* [Required work] Your answer should be the exact lines of the data below from the one containing "#[derive(Default)]" through the one containing "the network failed"; please include nothing else.

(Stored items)
———
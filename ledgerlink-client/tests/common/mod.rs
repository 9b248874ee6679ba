//! Common test utilities for ledgerlink-client integration tests
//!
//! [`MockNetwork`] is an in-memory [`Connector`]: every endpoint maps to a
//! scripted [`MockNode`] and every `open` spawns a task that plays that node
//! over a [`TransportPeer`]. Tests run it under paused Tokio time.
//!
//! [`MockLedgerNode`] is a real WebSocket server (tokio-tungstenite) for the
//! socket path.

#![allow(dead_code)]

use futures::{SinkExt, StreamExt};
use ledgerlink_client::{
    ClientBuilder, ClientOptions, Connector, EventKind, EventStream, LedgerClient, Outbound,
    TransportEvent, TransportLink, TransportOptions, TransportPeer,
};
use ledgerlink_core::Error;
use serde_json::{json, Value};
use std::collections::{HashMap, HashSet};
use std::net::SocketAddr;
use std::sync::{Arc, Mutex};
use std::time::Duration;
use tokio::net::TcpListener;
use tokio::sync::mpsc;
use tokio_tungstenite::accept_async;
use tokio_tungstenite::tungstenite::Message;

/// How a scripted node behaves
#[derive(Debug, Clone)]
pub struct MockNode {
    reachable: bool,
    opens: bool,
    complete_ledgers: String,
    reply_delay: Duration,
    silent: HashSet<String>,
    definitions: bool,
}

impl MockNode {
    /// Accepts connections and answers everything
    pub fn healthy() -> Self {
        Self {
            reachable: true,
            opens: true,
            complete_ledgers: "1000-2000".to_string(),
            reply_delay: Duration::ZERO,
            silent: HashSet::new(),
            definitions: false,
        }
    }

    /// Refuses every connection
    pub fn unreachable() -> Self {
        Self {
            reachable: false,
            ..Self::healthy()
        }
    }

    /// Accepts the connection but never finishes the handshake
    pub fn hanging() -> Self {
        Self {
            opens: false,
            ..Self::healthy()
        }
    }

    pub fn with_ledgers(mut self, complete_ledgers: &str) -> Self {
        self.complete_ledgers = complete_ledgers.to_string();
        self
    }

    /// Wait this long before every reply
    pub fn with_delay(mut self, delay: Duration) -> Self {
        self.reply_delay = delay;
        self
    }

    /// Never answer `command`
    pub fn silent_on(mut self, command: &str) -> Self {
        self.silent.insert(command.to_string());
        self
    }

    /// Serve protocol definitions from `server_definitions`
    pub fn with_definitions(mut self) -> Self {
        self.definitions = true;
        self
    }

    fn last_ledger(&self) -> u64 {
        self.complete_ledgers
            .rsplit(|c| c == '-' || c == ',')
            .next()
            .and_then(|last| last.parse().ok())
            .unwrap_or(0)
    }

    fn answer(&self, request: &Value) -> Option<Value> {
        let command = request["command"].as_str().unwrap_or_default();
        if self.silent.contains(command) {
            return None;
        }
        let id = request["id"].clone();
        let reply = |result: Value| {
            json!({"id": id, "result": result, "status": "success", "type": "response"})
        };

        let ledger_stream = request["streams"]
            .as_array()
            .is_some_and(|streams| streams.contains(&json!("ledger")));

        Some(match command {
            "server_info" => reply(json!({
                "info": {
                    "build_version": "2.2.3",
                    "complete_ledgers": self.complete_ledgers,
                    "pubkey_node": "n9KnrcCmL5psyKtk2KWP6jy14Hj4EXuZDg7XMdQJ9cSDoFSp53hu",
                    "server_state": "full",
                    "uptime": 3600,
                    "load_factor": 1,
                    "validated_ledger": {
                        "seq": self.last_ledger(),
                        "base_fee_xrp": 0.00001,
                        "reserve_base_xrp": 10,
                        "reserve_inc_xrp": 2
                    }
                }
            })),
            "subscribe" if ledger_stream => {
                reply(json!({
                    "ledger_index": self.last_ledger(),
                    "validated_ledgers": self.complete_ledgers,
                    "reserve_base": 10_000_000,
                    "reserve_inc": 2_000_000,
                    "fee_base": 10,
                    "ledger_time": 780000000
                }))
            }
            "subscribe" | "unsubscribe" | "path_find" => reply(json!({})),
            "server_definitions" if self.definitions => reply(json!({
                "FIELDS": [["Account", {"nth": 1, "type": "AccountID"}]],
                "TYPES": {"AccountID": 8}
            })),
            // Replies without a `result`, so callers see the whole message
            "ping" => json!({"id": id, "status": "success", "type": "response"}),
            other => reply(json!({"echo": other})),
        })
    }
}

/// One request a node received
#[derive(Debug, Clone)]
pub struct Received {
    pub endpoint: String,
    pub connection: usize,
    pub request: Value,
}

impl Received {
    pub fn command(&self) -> &str {
        self.request["command"].as_str().unwrap_or_default()
    }

    /// The caller's id inside the envelope
    pub fn external_id(&self) -> Option<&str> {
        self.request["id"]["externalId"].as_str()
    }

    pub fn is_internal(&self) -> bool {
        self.external_id()
            .is_some_and(|id| id.starts_with("_LedgerLink_Internal"))
    }
}

enum Control {
    Push(String),
    Drop,
}

#[derive(Default)]
struct NetworkState {
    nodes: HashMap<String, MockNode>,
    received: Vec<Received>,
    opened: Vec<String>,
    live: HashMap<String, usize>,
    controls: Vec<(String, mpsc::UnboundedSender<Control>)>,
    headers: Vec<HashMap<String, String>>,
}

/// In-memory network of scripted nodes
#[derive(Clone, Default)]
pub struct MockNetwork {
    state: Arc<Mutex<NetworkState>>,
}

impl MockNetwork {
    pub fn new() -> Self {
        Self::default()
    }

    /// Script `endpoint`; unknown endpoints are unreachable
    pub fn node(self, endpoint: &str, node: MockNode) -> Self {
        self.set_node(endpoint, node);
        self
    }

    /// Change how `endpoint` behaves for future connections
    pub fn set_node(&self, endpoint: &str, node: MockNode) {
        self.lock().nodes.insert(endpoint.to_string(), node);
    }

    fn lock(&self) -> std::sync::MutexGuard<'_, NetworkState> {
        self.state.lock().unwrap()
    }

    /// Deliver `message` on every live connection to `endpoint`
    pub fn push(&self, endpoint: &str, message: Value) {
        self.push_raw(endpoint, &message.to_string());
    }

    /// Deliver a text frame as is, valid JSON or not
    pub fn push_raw(&self, endpoint: &str, text: &str) {
        for (target, control) in &self.lock().controls {
            if target == endpoint {
                let _ = control.send(Control::Push(text.to_string()));
            }
        }
    }

    /// Drop every live connection to `endpoint` as if the network failed
    pub fn drop_connections(&self, endpoint: &str) {
        for (target, control) in &self.lock().controls {
            if target == endpoint {
                let _ = control.send(Control::Drop);
            }
        }
    }

    /// Every request received by `endpoint`, in arrival order
    pub fn received(&self, endpoint: &str) -> Vec<Received> {
        self.lock()
            .received
            .iter()
            .filter(|r| r.endpoint == endpoint)
            .cloned()
            .collect()
    }

    /// Commands received by `endpoint`
    pub fn commands(&self, endpoint: &str) -> Vec<String> {
        self.received(endpoint)
            .iter()
            .map(|r| r.command().to_string())
            .collect()
    }

    /// Requests received on the `connection`-th link (1-based, network wide)
    pub fn received_on(&self, connection: usize) -> Vec<Received> {
        self.lock()
            .received
            .iter()
            .filter(|r| r.connection == connection)
            .cloned()
            .collect()
    }

    /// How many links were opened to `endpoint`
    pub fn connect_count(&self, endpoint: &str) -> usize {
        self.lock().opened.iter().filter(|e| *e == endpoint).count()
    }

    /// How many links were opened overall
    pub fn total_connects(&self) -> usize {
        self.lock().opened.len()
    }

    /// Connections to `endpoint` still held open by the client
    pub fn live_connections(&self, endpoint: &str) -> usize {
        self.lock().live.get(endpoint).copied().unwrap_or(0)
    }

    /// Headers passed with every `open`
    pub fn headers_seen(&self) -> Vec<HashMap<String, String>> {
        self.lock().headers.clone()
    }
}

impl Connector for MockNetwork {
    fn open(&self, endpoint: &str, options: &TransportOptions) -> TransportLink {
        let (link, peer) = TransportLink::pair();
        let (control_tx, control_rx) = mpsc::unbounded_channel();
        let (node, connection) = {
            let mut state = self.lock();
            state.opened.push(endpoint.to_string());
            state.headers.push(options.headers.clone());
            state.controls.push((endpoint.to_string(), control_tx));
            let node = state
                .nodes
                .get(endpoint)
                .cloned()
                .unwrap_or_else(MockNode::unreachable);
            (node, state.opened.len())
        };
        tokio::spawn(run_node(
            self.clone(),
            endpoint.to_string(),
            connection,
            node,
            peer,
            control_rx,
        ));
        link
    }
}

async fn run_node(
    network: MockNetwork,
    endpoint: String,
    connection: usize,
    node: MockNode,
    mut peer: TransportPeer,
    mut control: mpsc::UnboundedReceiver<Control>,
) {
    if !node.reachable {
        peer.emit(TransportEvent::Error(Error::WebSocket("connection refused".to_string())));
        peer.emit(TransportEvent::Closed {
            code: None,
            reason: "connection refused".to_string(),
        });
        return;
    }

    *network.lock().live.entry(endpoint.clone()).or_default() += 1;
    if node.opens {
        peer.emit(TransportEvent::Open);
    }

    while node.opens {
        tokio::select! {
            frame = peer.next_outbound() => match frame {
                Some(Outbound::Text(text)) => {
                    let request: Value = serde_json::from_str(&text).unwrap();
                    network.lock().received.push(Received {
                        endpoint: endpoint.clone(),
                        connection,
                        request: request.clone(),
                    });
                    if let Some(reply) = node.answer(&request) {
                        if !node.reply_delay.is_zero() {
                            tokio::time::sleep(node.reply_delay).await;
                        }
                        peer.emit(TransportEvent::Message(reply.to_string()));
                    }
                }
                Some(Outbound::Close) => {
                    peer.emit(TransportEvent::Closed {
                        code: Some(1000),
                        reason: "closed by client".to_string(),
                    });
                    break;
                }
                None => break,
            },
            Some(command) = control.recv() => match command {
                Control::Push(text) => {
                    peer.emit(TransportEvent::Message(text));
                }
                Control::Drop => {
                    peer.emit(TransportEvent::Closed {
                        code: Some(1006),
                        reason: "abnormal closure".to_string(),
                    });
                    break;
                }
            },
        }
    }

    if !node.opens {
        while let Some(frame) = peer.next_outbound().await {
            if frame == Outbound::Close {
                break;
            }
        }
    }

    if let Some(live) = network.lock().live.get_mut(&endpoint) {
        *live -= 1;
    }
}

/// Spawn a client on `network`
pub async fn connect(
    network: &MockNetwork,
    endpoints: &[&str],
    options: ClientOptions,
) -> LedgerClient {
    ClientBuilder::new()
        .with_endpoints(endpoints.iter().copied())
        .with_options(options)
        .with_connector(network.clone())
        .connect()
        .await
        .unwrap()
}

/// Kinds of every event already queued
pub fn drain_kinds(events: &mut EventStream) -> Vec<EventKind> {
    let mut kinds = Vec::new();
    while let Some(event) = events.try_recv() {
        kinds.push(event.kind());
    }
    kinds
}

/// Kinds of events received up to and including the first `kind`
pub async fn kinds_until(events: &mut EventStream, kind: EventKind) -> Vec<EventKind> {
    let mut kinds = Vec::new();
    while let Some(event) = events.recv().await {
        kinds.push(event.kind());
        if event.kind() == kind {
            break;
        }
    }
    kinds
}

/// A `ledgerClosed` stream message
pub fn ledger_closed(ledger_index: u64) -> Value {
    json!({
        "type": "ledgerClosed",
        "ledger_index": ledger_index,
        "ledger_hash": "A1B2C3",
        "ledger_time": 780000000,
        "validated_ledgers": format!("1000-{ledger_index}"),
        "reserve_base": 10_000_000,
        "reserve_inc": 2_000_000,
        "fee_base": 10,
        "txn_count": 7
    })
}

/// Let every task run and virtual time move a little
pub async fn settle() {
    tokio::time::sleep(Duration::from_millis(50)).await;
}

/// Real WebSocket server speaking just enough of the node protocol
pub struct MockLedgerNode {
    addr: SocketAddr,
    received: mpsc::UnboundedReceiver<Value>,
    shutdown: mpsc::Sender<()>,
}

impl MockLedgerNode {
    pub async fn start() -> Self {
        let listener = TcpListener::bind("127.0.0.1:0").await.unwrap();
        let addr = listener.local_addr().unwrap();
        let (received_tx, received) = mpsc::unbounded_channel();
        let (shutdown, mut shutdown_rx) = mpsc::channel::<()>(1);
        let node = MockNode::healthy();

        tokio::spawn(async move {
            loop {
                tokio::select! {
                    _ = shutdown_rx.recv() => break,
                    accepted = listener.accept() => {
                        let Ok((stream, _)) = accepted else { continue };
                        let received_tx = received_tx.clone();
                        let node = node.clone();
                        tokio::spawn(async move {
                            let Ok(ws) = accept_async(stream).await else { return };
                            let (mut write, mut read) = ws.split();
                            while let Some(Ok(message)) = read.next().await {
                                let Message::Text(text) = message else { continue };
                                let request: Value = serde_json::from_str(&text).unwrap();
                                let _ = received_tx.send(request.clone());
                                if let Some(reply) = node.answer(&request) {
                                    if write.send(Message::Text(reply.to_string())).await.is_err() {
                                        break;
                                    }
                                }
                            }
                        });
                    }
                }
            }
        });

        Self {
            addr,
            received,
            shutdown,
        }
    }

    pub fn url(&self) -> String {
        format!("ws://{}", self.addr)
    }

    /// Next request the server received
    pub async fn next_request(&mut self) -> Option<Value> {
        self.received.recv().await
    }

    pub async fn shutdown(&self) {
        let _ = self.shutdown.send(()).await;
    }
}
———
* [Finished task]
#[derive(Default)]
struct NetworkState {
    nodes: HashMap<String, MockNode>,
    received: Vec<Received>,
    opened: Vec<String>,
    live: HashMap<String, usize>,
    controls: Vec<(String, mpsc::UnboundedSender<Control>)>,
    headers: Vec<HashMap<String, String>>,
}

/// In-memory network of scripted nodes
#[derive(Clone, Default)]
pub struct MockNetwork {
    state: Arc<Mutex<NetworkState>>,
}

impl MockNetwork {
    pub fn new() -> Self {
        Self::default()
    }

    /// Script `endpoint`; unknown endpoints are unreachable
    pub fn node(self, endpoint: &str, node: MockNode) -> Self {
        self.set_node(endpoint, node);
        self
    }

    /// Change how `endpoint` behaves for future connections
    pub fn set_node(&self, endpoint: &str, node: MockNode) {
        self.lock().nodes.insert(endpoint.to_string(), node);
    }

    fn lock(&self) -> std::sync::MutexGuard<'_, NetworkState> {
        self.state.lock().unwrap()
    }

    /// Deliver `message` on every live connection to `endpoint`
    pub fn push(&self, endpoint: &str, message: Value) {
        self.push_raw(endpoint, &message.to_string());
    }

    /// Deliver a text frame as is, valid JSON or not
    pub fn push_raw(&self, endpoint: &str, text: &str) {
        for (target, control) in &self.lock().controls {
            if target == endpoint {
                let _ = control.send(Control::Push(text.to_string()));
            }
        }
    }

    /// Drop every live connection to `endpoint` as if the network failed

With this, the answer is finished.